Capacitative Ca2+ entry contributes to the Ca2+ influx induced by thyrotropin-releasing hormone (TRH) in GH3 pituitary cells

Abstract

Treatment of GH₃ cells with either hypothalamic peptide thyrotropin-releasing hormone (TRH), the endomembrane Ca²⁺-ATPase inhibitor thapsigargin or the Ca²⁺ ionophore ionomycin mobilized, with different kinetics, essentially all of the Ca²⁺ pool from the intracellular Ca²⁺ stores. Any of the above-described treatments induced a sustained increase in intracellular Ca²⁺ concentration ([Ca²⁺]_i), which was dependent on extracellular Ca²⁺ and was prevented by Ni²⁺ but not by dihydropyridines (DHPs), suggesting that it was due to capacitative Ca²⁺ entry via activation of a plasma membrane pathway which opened upon the emptying of the intracellular Ca²⁺ stores.
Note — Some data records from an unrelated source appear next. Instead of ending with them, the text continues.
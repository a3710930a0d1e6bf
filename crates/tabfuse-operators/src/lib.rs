#![forbid(unsafe_code)]
//! tabfuse-operators: the pure table transformations of the merge pipeline.
//!
//! - `filter`: numeric-range and fuzzy-categorical predicates per column.
//! - `join`: multi-way full outer join on the global column intersection.
//! - `long`: merged table <-> long-format records, pivot read-back, dedup.
//!
//! Everything here is synchronous and deterministic: same inputs, same
//! output rows in the same order.

pub mod error;
pub mod filter;
pub mod fuzzy;
pub mod join;
pub mod key;
pub mod long;

pub use error::OpError;
pub use filter::{Filter, FilterOutcome};
pub use join::merge_tables;
pub use long::{pivot, read_back, to_records};
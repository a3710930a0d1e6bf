//! Long-format ("one cell per record") representation of merged results.
//!
//! Every cell of a merged table becomes one `MergedRecord`, nulls included:
//! a gap introduced by the outer join is stored with `value: None` rather
//! than omitted, so pivoting back always sees the full column set per row.

use serde::{Deserialize, Serialize};

use crate::id::TaskId;

#[derive(Debug, Clone, PartialEq, Eq, Serialize, Deserialize)]
pub struct MergedRecord {
    pub task_id: TaskId,
    pub row_id: u64,
    pub column_name: String,
    pub column_value: Option<String>,
    pub is_categorical: bool,
}

/// A column name seen in the store together with its categorical flag.
#[derive(Debug, Clone, PartialEq, Eq, PartialOrd, Ord, Hash, Serialize, Deserialize)]
pub struct ColumnInfo {
    pub name: String,
    pub is_categorical: bool,
}
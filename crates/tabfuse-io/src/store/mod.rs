//! Long-format result stores.
//!
//! A task's records are written in one call and become visible to readers
//! all at once; a store never exposes a partial write. Records are never
//! updated after being written, so a second write for the same task is
//! rejected with `AlreadyPersisted`.

mod fs;
mod memory;

pub use fs::FsResultStore;
pub use memory::MemoryResultStore;

use std::collections::BTreeSet;
use std::sync::Arc;

use tabfuse_core::config::ServiceConfig;
use tabfuse_core::id::TaskId;
use tabfuse_core::record::{ColumnInfo, MergedRecord};

use crate::error::Result;

pub trait ResultStore: Send + Sync {
    /// Persist every record of one task atomically.
    fn write_task(&self, task_id: TaskId, records: Vec<MergedRecord>) -> Result<()>;

    /// Records whose column is in `columns` (all columns when empty),
    /// optionally restricted to one task. Ordered by task id, then write order.
    fn records(&self, columns: &[String], task: Option<TaskId>) -> Result<Vec<MergedRecord>>;

    /// Distinct `(column, is_categorical)` pairs across all records, sorted.
    fn columns(&self) -> Result<Vec<ColumnInfo>> {
        let set: BTreeSet<ColumnInfo> = self
            .records(&[], None)?
            .into_iter()
            .map(|r| ColumnInfo {
                name: r.column_name,
                is_categorical: r.is_categorical,
            })
            .collect();
        Ok(set.into_iter().collect())
    }

    fn contains_task(&self, task_id: TaskId) -> Result<bool>;

    /// Largest persisted task id, if any task has been written.
    fn max_task_id(&self) -> Result<Option<TaskId>>;
}

/// File store under `results_dir` when configured, otherwise in memory.
pub fn open_store(cfg: &ServiceConfig) -> Result<Arc<dyn ResultStore>> {
    match &cfg.results_dir {
        Some(dir) => Ok(Arc::new(FsResultStore::open(dir)?)),
        None => Ok(Arc::new(MemoryResultStore::new())),
    }
}

pub(crate) fn wanted(columns: &[String], record: &MergedRecord) -> bool {
    columns.is_empty() || columns.iter().any(|c| *c == record.column_name)
}
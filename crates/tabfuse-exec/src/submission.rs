//! Submission payloads: new tasks and read-back queries.
//!
//! Field names follow the wire format clients already send, e.g.
//!
//! ```yaml
//! taskName: cars
//! dataSources:
//!   - selectedSource: cars.csv
//!     selectedFields: [id, make, price]
//!     fieldFilters:
//!       price: { from: 25000 }
//!       make: { values: [audi, bmw] }
//! ```

use std::collections::BTreeMap;

use serde::de::DeserializeOwned;
use serde::{Deserialize, Serialize};

use tabfuse_core::id::TaskId;
use tabfuse_core::task::{DataSourceSpec, FieldFilter};

use crate::error::{ExecError, Result, ValidationError};

#[derive(Debug, Clone, Default, PartialEq, Serialize, Deserialize)]
#[serde(rename_all = "camelCase")]
pub struct TaskRequest {
    #[serde(default)]
    pub task_name: String,
    #[serde(default)]
    pub data_sources: Vec<DataSourceSpec>,
}

impl TaskRequest {
    pub fn new(task_name: impl Into<String>, data_sources: Vec<DataSourceSpec>) -> Self {
        Self {
            task_name: task_name.into(),
            data_sources,
        }
    }

    pub fn validate(&self) -> std::result::Result<(), ValidationError> {
        if self.task_name.trim().is_empty() {
            return Err(ValidationError::MissingName);
        }
        if self.data_sources.is_empty() {
            return Err(ValidationError::NoDataSources);
        }
        if let Some(index) = self
            .data_sources
            .iter()
            .position(|s| s.source.trim().is_empty())
        {
            return Err(ValidationError::EmptySourceName { index });
        }
        Ok(())
    }
}

/// Read-back request over persisted results.
#[derive(Debug, Clone, Default, PartialEq, Serialize, Deserialize)]
#[serde(rename_all = "camelCase")]
pub struct ReadBackQuery {
    pub fields: Vec<String>,
    #[serde(default)]
    pub field_filters: BTreeMap<String, FieldFilter>,
    /// Restrict to one task; all tasks when absent.
    #[serde(default, skip_serializing_if = "Option::is_none")]
    pub task_id: Option<TaskId>,
}

impl ReadBackQuery {
    pub fn new<I, S>(fields: I) -> Self
    where
        I: IntoIterator<Item = S>,
        S: Into<String>,
    {
        Self {
            fields: fields.into_iter().map(Into::into).collect(),
            ..Default::default()
        }
    }

    pub fn with_filter(mut self, field: impl Into<String>, filter: FieldFilter) -> Self {
        self.field_filters.insert(field.into(), filter);
        self
    }

    pub fn for_task(mut self, task_id: TaskId) -> Self {
        self.task_id = Some(task_id);
        self
    }
}

/// Parse a task request from JSON or YAML text.
pub fn parse_task_request(text: &str) -> Result<TaskRequest> {
    parse_payload(text)
}

/// Parse a read-back query from JSON or YAML text.
pub fn parse_query(text: &str) -> Result<ReadBackQuery> {
    parse_payload(text)
}

fn parse_payload<T: DeserializeOwned>(text: &str) -> Result<T> {
    if text.trim_start().starts_with('{') {
        serde_json::from_str(text).map_err(|e| ExecError::Payload(e.to_string()))
    } else {
        serde_yaml::from_str(text).map_err(|e| ExecError::Payload(e.to_string()))
    }
}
The increase of the plasma membrane permeability to Ca²⁺ correlated negatively with the filling degree of the intracellular Ca²⁺ stores and was reversed by refilling of the stores. The mechanism of capacitative Ca²⁺ entry into GH₃ cells differed from similar mechanisms described in several types of blood cells in that the pathway was poorly permeable to Mn²⁺ and not sensitive to cytochrome P₄₅₀ inhibitors. In GH₃ cells, TRH induced a transient [Ca²⁺]_i increase due to Ca²⁺ release from the stores (phase 1) followed by a sustained [Ca²⁺]_i increase due to Ca²⁺ entry (phase 2). At the single-cell level, phase 2 was composed of a DHP-insensitive sustained [Ca²⁺]_i increase, due to activation of capacitative Ca²⁺ entry, superimposed upon which DHP-sensitive [Ca²⁺]_i oscillations took place. The two components of the TRH-induced Ca²⁺ entry differed also in that [Ca²⁺]_i oscillations remained for several minutes after TRH removal, whereas the sustained [Ca²⁺]_i increase dropped quickly to prestimulatory levels, following the same time course as the refilling of the stores. The drop was prevented when the refilling was inhibited by thapsigargin. It is concluded that, even though the mechanisms of capacitative Ca²⁺ entry may show differences from cell to cell, it is also present and may contribute to the regulation of physiological functions in excitable cells such as GH₃. There, capacitative Ca²⁺ entry cooperates with voltage-gated Ca²⁺ channels to generate the [Ca²⁺]_i increase seen during phase 2 of TRH action. This contribution of capacitative Ca²⁺ entry may be relevant to the enhancement of prolactin secretion induced by TRH.